Lingerie giant Victoria’s Secret has faced its fair share of controversies throughout the past year. Previous CEO Ed Razek was forced to resign from the company after his comments about transgender models, and last year, the Victoria’s Secret Fashion Show saw its lowest ratings yet.
Now, VS has been forced to make the decision to close 53 stores worldwide, which is a drastic increase from the 30 store closings the brand saw in 2018. Stuart Burgdoerfer, chief financial officer of L Brands said, “Our store closure plans are heightened in 2018 and we’ve pulled back on investing in new stores and the remodeling of stores substantially over the last several years,” reports WWD. Burgdoerfer also added that the company is doing fine financially, revealing that there are “no constraints. We are not financially constrained.”
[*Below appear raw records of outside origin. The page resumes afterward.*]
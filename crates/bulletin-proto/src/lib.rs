//! # Bulletin Wire Types
//!
//! Message types shared by the bulletin registry shards and their clients:
//! the transaction envelope framing, the bulletin record itself, the
//! stochastic-payment voucher, and the auth proof/challenge carriers.
//!
//! ## Envelope layout
//!
//! ```text
//! Header16 || StochasticPayment || Bulletin || AuthProof || AuthChallenge
//! ```
//!
//! `Header16` is four big-endian u32 section lengths. A zero length means
//! the section is absent. Section payloads are bincode-encoded messages;
//! the header and the concatenation order are a fixed byte contract.
//!
//! ## Scope
//!
//! This crate validates field shapes only. Signature recovery, VRF
//! probability checks, and Merkle-path verification happen in the host
//! application before an envelope ever reaches a shard.

pub mod auth;
pub mod bulletin;
pub mod envelope;
pub mod errors;
pub mod payment;

pub use auth::{
    AndOfConditions, AuthChallenge, AuthProof, DynamicSetChallenge, DynamicSetProof,
    StaticSetChallenge, StaticSetProof, StochasticPayCondition,
};
pub use bulletin::{Address, Bulletin, BulletinType, TopicHash, ADDRESS_LEN, TOPIC_HASH_LEN};
pub use envelope::{BulletinId, TxEnvelope, BULLETIN_ID_LEN, ENVELOPE_HEADER_LEN};
pub use errors::ProtoError;
pub use payment::StochasticPayment;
In the past Victoria’s Secret has closed approximately 15 stores annually, and the rapid increase in closures may foreshadow a huge change for the lingerie giant. Known for its sexy, fantasy-like branding, Victoria’s Secret has started to face a lot more backlash for its lack of inclusivity, with customers leaving the brand and turning to more affordable and diverse options. Many customers have also expressed disappointment with the label not including bigger sizes, stating that the brand only caters to a certain body-type.
It remains to see how Victoria’s Secret will develop throughout 2019, but according to Burgdoerfer, “you’ve got to innovate and update and create differentiation,” he tells WWD, and adds that, “you can be sure that John and the team there are intensely focused on that very question and that big opportunity, frankly, and that’s going to be a big — is a big priority as we move through 2019.”